Choosing a Linux file system for flash memory devices

By Kurt Sowa
Numonyx Software Product Manager

When deciding which file system is best suited for a project, Linux provides many options to consider. Each file system has strengths and weaknesses, and it is important to understand what characteristics are most important to the success of your project. Whether it is performance or scalability, power loss tolerance or minimal storage overhead, there is likely a Linux file system that matches your needs.

This article focuses on file systems targeting flash memory (but not solid state drives) as a storage medium. Flash memory requires additional management (such as wear leveling and garbage collection) that requires consideration in the file system architecture.
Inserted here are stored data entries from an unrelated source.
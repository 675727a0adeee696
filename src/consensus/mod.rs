pub mod changes;
pub mod gac;
pub mod kmeans;
pub mod matrix;
pub mod pca;

use log::debug;

use crate::error::ComputeError;
use matrix::OpinionMatrix;

/// Output of the opinion space reducer.
#[derive(Debug, Clone, PartialEq)]
pub enum Reduction {
    /// One row of coordinates per participant, at least two components each.
    Projected {
        coordinates: Vec<Vec<f64>>,
        explained_variance_ratio: Vec<f64>,
    },
    /// Too little data to project; every participant belongs to one group.
    SingleGroup,
}

/// Projects the opinion matrix into a low-dimensional space.
pub trait OpinionReducer: Send + Sync {
    fn reduce(&self, matrix: &OpinionMatrix) -> Result<Reduction, ComputeError>;
}

/// Assigns a cluster label to every projected participant.
pub trait GroupDetector: Send + Sync {
    fn cluster(&self, coordinates: &[Vec<f64>]) -> Result<Vec<usize>, ComputeError>;
}

#[derive(Debug, Clone, PartialEq)]
pub struct ConsensusResult {
    /// GAC score per matrix column.
    pub scores: Vec<f64>,
    /// Cluster label per matrix row.
    pub labels: Vec<usize>,
    pub group_count: usize,
    pub components: usize,
}

/// Runs reduce -> cluster -> score. Returns `None` for an empty matrix.
pub fn compute(
    matrix: &OpinionMatrix,
    reducer: &dyn OpinionReducer,
    detector: &dyn GroupDetector,
) -> Result<Option<ConsensusResult>, ComputeError> {
    if matrix.is_empty() {
        return Ok(None);
    }

    let (labels, components) = match reducer.reduce(matrix)? {
        Reduction::SingleGroup => (vec![0; matrix.participant_count()], 0),
        Reduction::Projected { coordinates, .. } => {
            let components = coordinates.first().map_or(0, |c| c.len());
            (detector.cluster(&coordinates)?, components)
        }
    };

    let group_count = labels.iter().collect::<std::collections::HashSet<_>>().len();
    let scores = gac::score(matrix, &labels)?;
    debug!(
        "Scored {} statements for {} participants in {} group(s)",
        scores.len(),
        matrix.participant_count(),
        group_count
    );

    Ok(Some(ConsensusResult {
        scores,
        labels,
        group_count,
        components,
    }))
}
This article reviews the constraints that flash memory places on file systems and the system characteristics to consider. A selection of Linux file systems appropriate for flash memory is discussed, along with the features that might make them the correct choice for you, or eliminate them from consideration.

The type of flash in your design impacts file system selection

Several types of flash memory are available, each with different characteristics, costs and impact on the final bill of materials (BOM). The type of flash memory present in a design will impact the selection of a file system. Requirements for garbage collection (flash memory must be erased to be rewritten) and wear leveling are common to most flash memory devices. Other characteristics are specific to the type of flash, such as NAND bad block management. The next sections describe the key characteristics of common types of flash memory.

In addition to constraints placed on the file system by the type of flash selected, the execution model for the system is also impacted by the flash type. For more information regarding the impact of code storage and execution model on flash selection, refer to the Numonyx white paper: Demystifying Embedded Code Storage: Optimizing for lower cost and higher performance through balanced XIP.

NAND
NAND flash memory connects memory cells in series and does not have the capability for random access. This means that programs cannot be executed directly from NAND memory, and must be copied to RAM first. Some NAND flash devices do support boot capability by guaranteeing the first block or through special mapping at initialization. In this case, the bootstrap code or pre-boot loader is copied to RAM, and is used to start the boot process.

Because NAND cells are connected in series, there is a potential for interaction between the cells. As a result, NAND typically requires Error Correcting Code (ECC) to ensure that any bit errors are corrected, depending on the NAND device and application. ECC support can be implemented in the NAND controller or in software.

With NAND, there is an expectation that some blocks have defects and can fail. This adds a requirement to the file system for bad block management. In some cases, reading data can impact the device, and even static data must be rewritten to guarantee reliable reads.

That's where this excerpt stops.